Rampant speculation as to the true author of the anonymously-published “O: A Presidential Novel” has settled on one candidate, and if true, I have to cry foul. The lead suspect is none other than Mark Salter, who was a key adviser to the McCain campaign and has co-written five non-fiction books with the Senator.
The reason this is so odious is that the novel is clearly a literary hit piece on President Obama. Michiko Kakutani’s review in the New York Times mentioned that the fictional O is portrayed as arrogant, superior and vain. Though some, writing before knowing the true author, praised the author’s intimate knowledge of campaign lifestyle, Kakutani described the prose and the story as “lackadaisical” which is certainly a word you wouldn’t want turning up in reviews of your work.
The topper is that the novel’s editor and publisher tried to play up the salacious aspects of such a work, promising that the author was someone who “has been in the room with the President.” I’m sure this is technically true, perhaps they were in the same debate hall, but the implication was clearly that the novel was by someone who knew Obama intimately.
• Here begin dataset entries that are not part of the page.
use std::path::PathBuf;

use anyhow::{Context, Result};
use clap::{Parser, ValueEnum};
use log::{info, warn};

use processor::{format_events, format_logs, format_schedule, load_workload, Processor, Workload};
use scheduler::{Policy, ProcessDescriptor, Scheduler, Time};

#[derive(Debug, Clone, Copy, PartialEq, Eq, ValueEnum)]
enum PolicyArg {
    Fcfs,
    Priority,
    AgingSrtf,
    Fcai,
    /// Run every policy on the same workload.
    All,
}

impl PolicyArg {
    fn policies(self) -> Vec<Policy> {
        match self {
            PolicyArg::Fcfs => vec![Policy::Fcfs],
            PolicyArg::Priority => vec![Policy::Priority],
            PolicyArg::AgingSrtf => vec![Policy::AgingSrtf],
            PolicyArg::Fcai => vec![Policy::Fcai],
            PolicyArg::All => Policy::ALL.to_vec(),
        }
    }
}

/// Simulate CPU scheduling policies over a set of processes.
#[derive(Debug, Parser)]
struct Opts {
    /// Scheduling policy to simulate.
    #[clap(short = 'p', long, value_enum, default_value = "fcai")]
    policy: PolicyArg,

    /// Context switch overhead charged by the priority policy. Overrides the
    /// value of the workload file.
    #[clap(short = 'c', long, env = "CONTEXT_SWITCH")]
    context_switch: Option<Time>,

    /// JSON workload: a list of processes, or an object with `processes`
    /// and `context_switch`. A built-in demo workload is used if missing.
    #[clap(short = 'f', long)]
    file: Option<PathBuf>,

    /// Print a snapshot of every process after each timeline change.
    #[clap(short = 't', long, action = clap::ArgAction::SetTrue, default_value = "false")]
    trace: bool,

    /// Print the event log of every run.
    #[clap(short = 'e', long, action = clap::ArgAction::SetTrue, default_value = "false")]
    events: bool,

    /// Enable verbose output.
    /// Specify multiple times to increase verbosity.
    #[clap(short = 'v', long, action = clap::ArgAction::Count)]
    verbose: u8,
}

/// The workload used when no file is given.
fn demo_workload() -> Workload {
    Workload {
        context_switch: Some(1),
        processes: vec![
            ProcessDescriptor::new(1, 4, 0, 17).with_quantum(4),
            ProcessDescriptor::new(2, 9, 3, 6).with_quantum(3),
            ProcessDescriptor::new(3, 3, 4, 10).with_quantum(5),
            ProcessDescriptor::new(4, 8, 29, 4).with_quantum(2),
        ],
    }
}

fn main() -> Result<()> {
    let opts = Opts::parse();

    let llv = match opts.verbose {
        0 => simplelog::LevelFilter::Info,
        1 => simplelog::LevelFilter::Debug,
        _ => simplelog::LevelFilter::Trace,
    };
    let mut lcfg = simplelog::ConfigBuilder::new();
    lcfg.set_time_level(simplelog::LevelFilter::Error)
        .set_location_level(simplelog::LevelFilter::Off)
        .set_target_level(simplelog::LevelFilter::Off)
        .set_thread_level(simplelog::LevelFilter::Off);
    simplelog::TermLogger::init(
        llv,
        lcfg.build(),
        simplelog::TerminalMode::Stderr,
        simplelog::ColorChoice::Auto,
    )?;

    let workload = match &opts.file {
        Some(path) => load_workload(path)?,
        None => {
            info!("No workload file, using the demo workload");
            demo_workload()
        }
    };
    let context_switch = opts
        .context_switch
        .or(workload.context_switch)
        .unwrap_or(0);

    let policies = opts.policy.policies();
    if policies.len() == 1 {
        let scheduler = policies[0].build(context_switch);
        let (schedule, logs) = Processor::run(scheduler.as_ref(), &workload.processes)
            .with_context(|| format!("{} failed", scheduler.name()))?;
        if opts.trace {
            print!("{}", format_logs(&logs));
        }
        if opts.events {
            print!("{}", format_events(&schedule));
        }
        print!("{}", format_schedule(&schedule));
        return Ok(());
    }

    let schedulers: Vec<Box<dyn Scheduler>> = policies
        .iter()
        .map(|policy| policy.build(context_switch))
        .collect();
    let mut failed = 0;
    for (name, result) in Processor::compare(&schedulers, &workload.processes) {
        match result {
            Ok(schedule) => {
                if opts.events {
                    print!("{}", format_events(&schedule));
                }
                println!("{}", format_schedule(&schedule));
            }
            Err(e) => {
                warn!("{name} failed: {e}");
                failed += 1;
            }
        }
    }
    if failed == schedulers.len() {
        anyhow::bail!("every policy rejected the workload");
    }

    Ok(())
}

// Do not delete this line
#[cfg(test)]
mod tests;
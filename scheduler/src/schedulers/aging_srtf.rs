use log::trace;

use crate::event::EventKind;
use crate::scheduler::{Process, Scheduler, Time};
use crate::simulation::Simulation;
use crate::ScheduleError;

/// Ticks a process waits in the ready set before it is aged.
pub const AGING_THRESHOLD: u32 = 5;

/// Remaining time taken off a process each time it is aged.
pub const AGING_DECREMENT: Time = 1;

/// Shortest remaining time first with wait based aging.
///
/// The simulation advances one time unit per tick. Waiting processes are
/// aged every [`AGING_THRESHOLD`] ticks, which lowers their remaining time
/// and so moves them forward in the ready order. The aging credit is given
/// back when the process is dispatched, so the work it performs is its
/// full burst. A dispatched process keeps the CPU until it completes.
pub struct AgingSrtf;

impl AgingSrtf {
    pub fn new() -> Self {
        AgingSrtf
    }
}

impl Default for AgingSrtf {
    fn default() -> Self {
        Self::new()
    }
}

impl AgingSrtf {
    /// Removes the ready process with the smallest
    /// (remaining, arrival, priority), ties go to the earliest admitted.
    fn pop_shortest(ready: &mut Vec<usize>, simulation: &Simulation<'_>) -> Option<usize> {
        let position = ready
            .iter()
            .enumerate()
            .min_by_key(|&(position, &index)| {
                let process = simulation.process(index);
                (process.remaining(), process.arrival(), process.priority(), position)
            })
            .map(|(position, _)| position)?;
        Some(ready.remove(position))
    }

    fn age(ready: &[usize], simulation: &mut Simulation<'_>, clock: Time) {
        for &index in ready {
            let process = simulation.process_mut(index);
            process.wait_ticks += 1;
            if process.wait_ticks >= AGING_THRESHOLD {
                process.wait_ticks = 0;
                process.remaining -= AGING_DECREMENT;
                process.aging_credit += AGING_DECREMENT;
                let pid = process.pid();
                let remaining = process.remaining();
                simulation.log(clock, EventKind::Aged { pid, remaining });
            }
        }
    }
}

impl Scheduler for AgingSrtf {
    fn name(&self) -> &'static str {
        "Aging SRTF"
    }

    fn schedule(&self, simulation: &mut Simulation<'_>) -> Result<(), ScheduleError> {
        let mut arrivals = simulation.arrivals();
        let mut ready: Vec<usize> = Vec::new();
        let mut running: Option<usize> = None;
        let mut clock = 0;

        while !arrivals.is_exhausted() || !ready.is_empty() || running.is_some() {
            while let Some(index) = arrivals.pop_arrived(clock) {
                simulation.admit(index, clock)?;
                ready.push(index);
            }

            Self::age(&ready, simulation, clock);

            if running.is_none() {
                if let Some(index) = Self::pop_shortest(&mut ready, simulation) {
                    let process = simulation.process_mut(index);
                    process.remaining += process.aging_credit;
                    process.aging_credit = 0;
                    simulation.dispatch(index, clock)?;
                    running = Some(index);
                }
            }

            if let Some(index) = running {
                let process = simulation.process_mut(index);
                process.remaining -= 1;
                let pid = process.pid();
                let remaining = process.remaining();
                trace!("[{clock}] P{pid} ran, remaining {remaining}");

                let contiguous = matches!(
                    simulation.timeline().last(),
                    Some(slot) if slot.pid == pid && slot.end == clock
                );
                if contiguous {
                    simulation.extend(index, clock + 1)?;
                } else {
                    simulation.record(index, clock, clock + 1)?;
                }

                if remaining == 0 {
                    simulation.complete(index, clock + 1)?;
                    running = None;
                }
            }

            clock += 1;
        }

        Ok(())
    }
}
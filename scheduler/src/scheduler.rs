use std::fmt::{self, Display};

use serde::{Deserialize, Serialize};

use crate::process::{validate_processes, ProcessDescriptor, ProcessRecord};
use crate::simulation::Simulation;
use crate::timeline::ExecutionSlot;
use crate::{Schedule, ScheduleError};

/// Simulated time, in abstract time units.
///
/// Signed so that invalid (negative) inputs can be reported instead of
/// being unrepresentable.
pub type Time = i64;

/// The PID of a process, as assigned by the caller.
#[derive(PartialEq, Eq, Copy, Clone, Hash, Ord, PartialOrd, Serialize, Deserialize)]
#[serde(transparent)]
#[repr(transparent)]
pub struct Pid(usize);

impl Pid {
    pub fn new(pid: usize) -> Pid {
        Pid(pid)
    }

    pub fn get(&self) -> usize {
        self.0
    }
}

impl PartialEq<usize> for Pid {
    fn eq(&self, other: &usize) -> bool {
        self.0 == *other
    }
}

impl Display for Pid {
    fn fmt(&self, f: &mut std::fmt::Formatter<'_>) -> std::fmt::Result {
        write!(f, "{}", self.0)
    }
}

impl fmt::Debug for Pid {
    fn fmt(&self, f: &mut std::fmt::Formatter<'_>) -> std::fmt::Result {
        write!(f, "{}", self.0)
    }
}

/// The state of a simulated process.
#[derive(Copy, Clone, Debug, PartialEq, Eq, Serialize)]
pub enum ProcessState {
    /// The process has not been admitted to any ready structure yet.
    Pending,

    /// The process is waiting in a ready structure.
    Ready,

    /// The process currently occupies the CPU.
    Running,

    /// The process has consumed its whole burst.
    ///
    /// A completed process never re-enters a ready structure.
    Completed,
}

impl Display for ProcessState {
    fn fmt(&self, f: &mut std::fmt::Formatter<'_>) -> std::fmt::Result {
        match self {
            ProcessState::Pending => write!(f, "PENDING"),
            ProcessState::Ready => write!(f, "READY"),
            ProcessState::Running => write!(f, "RUNNING"),
            ProcessState::Completed => write!(f, "DONE"),
        }
    }
}

/// Read-only view of a process, used by collaborators that render
/// the results of a run.
pub trait Process {
    /// Return the PID of the process.
    fn pid(&self) -> Pid;

    /// Return the display name of the process.
    fn name(&self) -> &str;

    /// Return the state of the process.
    fn state(&self) -> ProcessState;

    /// Returns the process priority (lower value means higher precedence).
    fn priority(&self) -> i32;

    /// Returns the arrival time of the process.
    fn arrival(&self) -> Time;

    /// Returns the total CPU time the process requires.
    fn burst(&self) -> Time;

    /// Returns process timings as a tuple of (completion, turnaround, waiting)
    fn timings(&self) -> (Time, Time, Time);

    /// Returns details information
    fn extra(&self) -> String;
}

/// Receives notifications while a policy runs.
///
/// Observers are side channels: they see the timeline as it grows but
/// can never influence a scheduling decision.
pub trait Observer {
    /// Called after a slot was appended to the timeline or extended.
    fn slot_recorded(&mut self, _slot: &ExecutionSlot, _processes: &[ProcessRecord]) {}

    /// Called after a process completed.
    fn completed(&mut self, _process: &ProcessRecord) {}
}

/// An observer that ignores every notification.
pub struct NoObserver;

impl Observer for NoObserver {}

/// The capability that every scheduling policy implements.
///
/// A policy only has to provide [`Scheduler::schedule`]; input validation,
/// copying of the descriptors and result assembly are shared.
pub trait Scheduler: Send + Sync {
    /// Returns the display name of the policy.
    fn name(&self) -> &'static str;

    /// Rejects inputs the policy cannot simulate.
    ///
    /// The default checks what every policy needs; policies with extra
    /// requirements call it first and add their own checks.
    fn validate(&self, processes: &[ProcessRecord]) -> Result<(), ScheduleError> {
        validate_processes(processes)
    }

    /// Runs the simulation to completion over the records owned by `simulation`.
    fn schedule(&self, simulation: &mut Simulation<'_>) -> Result<(), ScheduleError>;

    /// Simulates the given processes and returns the resulting schedule.
    ///
    /// The descriptors are copied, so the same input can be handed to
    /// several policies.
    fn run(&self, processes: &[ProcessDescriptor]) -> Result<Schedule, ScheduleError> {
        self.run_with(processes, &mut NoObserver)
    }

    /// Same as [`Scheduler::run`], notifying `observer` as the timeline grows.
    fn run_with(
        &self,
        processes: &[ProcessDescriptor],
        observer: &mut dyn Observer,
    ) -> Result<Schedule, ScheduleError> {
        let records: Vec<ProcessRecord> = processes.iter().map(ProcessRecord::new).collect();
        self.validate(&records)?;

        let mut simulation = Simulation::new(records, observer);
        self.schedule(&mut simulation)?;
        simulation.finish(self.name())
    }
}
To find, then, that the author is a political rival with obvious, transparent motives for discrediting him renders such a promotional gambit disgusting in retrospect.
If you want to trash the sitting President of the United States, there are literally limitless opportunities to do so. I don’t know if you’ve noticed, but no one is sitting in jail right now for saying the President is doing a bad job. But to do so in a piece of fiction, and then give your imagined ramblings some false credence by hiding behind the “Anonymous” ruse, is purely unconscionable. Sign your damn name to the book so everyone knows what they are getting. The bitter railings of an unemployed hack.